**Task statement**
Write out the data below exactly, beginning with the first line and ending once the line that has "pub enum TensorLayout" is written.

[Stored data entries]
────────────────

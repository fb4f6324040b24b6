// Copyright (c) 2025 Jonathan Fontanez
// SPDX-License-Identifier: BUSL-1.1

//! Model loading and input/output tensor conversion for `--model`.

use std::path::Path;

use anyhow::{bail, Result};
use framelens::{Classifier, Sample, Size};

/// Memory order of a 4-d image input tensor.
#[derive(Debug, Clone, Copy, PartialEq, Eq)]
pub enum TensorLayout {
    /// `[1, height, width, 3]`
    Nhwc,
    /// `[1, 3, height, width]`
    Nchw,
}

impl TensorLayout {
    /// Layout and image size of a model input shape. Channels-first when
    /// dimension 1 is 3, channels-last otherwise.
    pub fn from_shape(shape: &[i64]) -> Result<(Self, Size)> {
        let [_, a, b, c] = shape else {
            bail!("Expected a 4-d image input, model takes {:?}", shape);
        };
        let dim = |d: i64| u32::try_from(d).ok().filter(|d| *d > 0);
        let (layout, height, width) = if *a == 3 {
            (Self::Nchw, dim(*b), dim(*c))
        } else {
            (Self::Nhwc, dim(*a), dim(*b))
        };
        match (height, width) {
            (Some(height), Some(width)) => Ok((layout, Size::new(width, height))),
            _ => bail!("Model input {:?} has no fixed image size", shape),
        }
    }

    pub fn shape(&self, size: Size) -> [usize; 4] {
        let (width, height) = (size.width as usize, size.height as usize);
        match self {
            Self::Nhwc => [1, height, width, 3],
            Self::Nchw => [1, 3, height, width],
        }
    }
}

/// Packed RGB sample to `[0, 1]` floats in `layout` order.
pub fn to_tensor(sample: &Sample, layout: TensorLayout) -> Result<Vec<f32>> {
    let pixels = sample.size.width as usize * sample.size.height as usize;
    if sample.format != "RGB" || sample.data.len() != pixels * 3 {
        bail!(
            "Expected {} RGB frame ({} bytes), got {} {} bytes",
            sample.size,
            pixels * 3,
            sample.format,
            sample.data.len()
        );
    }

    let scale = |v: u8| v as f32 / 255.0;
    Ok(match layout {
        TensorLayout::Nhwc => sample.data.iter().copied().map(scale).collect(),
        TensorLayout::Nchw => {
            let mut planes = vec![0.0; pixels * 3];
            for (i, rgb) in sample.data.chunks_exact(3).enumerate() {
                for (channel, value) in rgb.iter().enumerate() {
                    planes[channel * pixels + i] = scale(*value);
                }
            }
            planes
        }
    })
}

/// Probabilities from model output: kept as-is when already in `[0, 1]`,
/// softmax otherwise.
pub fn probabilities(raw: &[f32]) -> Vec<f32> {
    if raw.iter().all(|v| (0.0..=1.0).contains(v)) {
        return raw.to_vec();
    }
    let max = raw.iter().copied().fold(f32::NEG_INFINITY, f32::max);
    let exp: Vec<f32> = raw.iter().map(|v| (v - max).exp()).collect();
    let sum: f32 = exp.iter().sum();
    exp.into_iter().map(|v| v / sum).collect()
}

#[cfg(feature = "onnx")]
mod onnx {
    use std::path::Path;
    use std::time::{Duration, Instant};

    use anyhow::{anyhow, bail, Context, Result};
    use framelens::{Classifier, Sample, Size};
    use ort::session::Session;
    use ort::value::Tensor;

    use super::{probabilities, to_tensor, TensorLayout};

    pub struct OnnxClassifier {
        session: Session,
        layout: TensorLayout,
        input_size: Size,
        last_inference_time: Option<Duration>,
    }

    impl OnnxClassifier {
        pub fn open(path: &Path) -> Result<Self> {
            let session = Session::builder()
                .and_then(|builder| builder.commit_from_file(path))
                .map_err(|e| anyhow!("{}", e))
                .with_context(|| format!("Failed to load model {}", path.display()))?;

            let shape: Vec<i64> = session
                .inputs
                .first()
                .and_then(|input| input.input_type.tensor_shape())
                .map(|shape| shape.iter().copied().collect())
                .context("Model has no tensor input")?;
            let (layout, input_size) = TensorLayout::from_shape(&shape)?;

            tracing::info!(
                "Loaded model {} (input {}, {:?})",
                path.display(),
                input_size,
                layout
            );
            Ok(Self {
                session,
                layout,
                input_size,
                last_inference_time: None,
            })
        }
    }

    impl Classifier for OnnxClassifier {
        fn input_size(&self) -> Size {
            self.input_size
        }

        fn classify(&mut self, sample: &Sample) -> Result<Vec<(usize, f32)>> {
            if sample.size != self.input_size {
                bail!("Frame is {}, model expects {}", sample.size, self.input_size);
            }
            let data = to_tensor(sample, self.layout)?;
            let tensor = Tensor::from_array((self.layout.shape(self.input_size), data))
                .map_err(|e| anyhow!("{}", e))?;

            let start = Instant::now();
            let outputs = self
                .session
                .run(ort::inputs![tensor])
                .map_err(|e| anyhow!("Inference failed: {}", e))?;
            let (_, raw) = outputs[0]
                .try_extract_tensor::<f32>()
                .map_err(|e| anyhow!("{}", e))?;
            let scores = probabilities(raw);
            self.last_inference_time = Some(start.elapsed());

            Ok(scores.into_iter().enumerate().collect())
        }

        fn last_inference_time(&self) -> Option<Duration> {
            self.last_inference_time
        }
    }
}

#[cfg(feature = "onnx")]
pub fn open_classifier(path: &Path) -> Result<Box<dyn Classifier>> {
    Ok(Box::new(onnx::OnnxClassifier::open(path)?))
}

#[cfg(not(feature = "onnx"))]
pub fn open_classifier(path: &Path) -> Result<Box<dyn Classifier>> {
    bail!(
        "Cannot load {}: framelens-classify was built without the `onnx` feature",
        path.display()
    )
}

#[cfg(test)]
mod tests {
    use super::*;
    use framelens::Sample;

    fn sample(width: u32, height: u32, data: Vec<u8>) -> Sample {
        Sample {
            data: data.into(),
            size: Size::new(width, height),
            format: "RGB".into(),
            sequence: 0,
            pts: None,
        }
    }

    #[test]
    fn test_layout_from_shape() {
        assert_eq!(
            TensorLayout::from_shape(&[1, 224, 224, 3]).unwrap(),
            (TensorLayout::Nhwc, Size::new(224, 224))
        );
        assert_eq!(
            TensorLayout::from_shape(&[1, 3, 240, 320]).unwrap(),
            (TensorLayout::Nchw, Size::new(320, 240))
        );
        assert!(TensorLayout::from_shape(&[1, -1, -1, 3]).is_err());
        assert!(TensorLayout::from_shape(&[1, 1000]).is_err());
    }

    #[test]
    fn test_to_tensor_orders_channels() {
        let frame = sample(2, 1, vec![255, 0, 0, 0, 255, 0]);
        assert_eq!(
            to_tensor(&frame, TensorLayout::Nhwc).unwrap(),
            [1.0, 0.0, 0.0, 0.0, 1.0, 0.0]
        );
        assert_eq!(
            to_tensor(&frame, TensorLayout::Nchw).unwrap(),
            [1.0, 0.0, 0.0, 1.0, 0.0, 0.0]
        );
    }

    #[test]
    fn test_to_tensor_rejects_wrong_length() {
        assert!(to_tensor(&sample(2, 2, vec![0; 5]), TensorLayout::Nhwc).is_err());
    }

    #[test]
    fn test_probabilities() {
        assert_eq!(probabilities(&[0.2, 0.8]), [0.2, 0.8]);
        let soft = probabilities(&[2.0, 0.0, -1.0]);
        assert!((soft.iter().sum::<f32>() - 1.0).abs() < 1e-5);
        assert!(soft[0] > soft[1] && soft[1] > soft[2]);
    }

    #[cfg(not(feature = "onnx"))]
    #[test]
    fn test_open_requires_onnx_feature() {
        assert!(open_classifier(Path::new("model.onnx")).is_err());
    }
}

────────────────

**Output for this task**
repository fb4f6324040b24b6
// Copyright (c) 2025 Jonathan Fontanez
// SPDX-License-Identifier: BUSL-1.1

//! Model loading and input/output tensor conversion for `--model`.

use std::path::Path;

use anyhow::{bail, Result};
use framelens::{Classifier, Sample, Size};

/// Memory order of a 4-d image input tensor.
#[derive(Debug, Clone, Copy, PartialEq, Eq)]
pub enum TensorLayout {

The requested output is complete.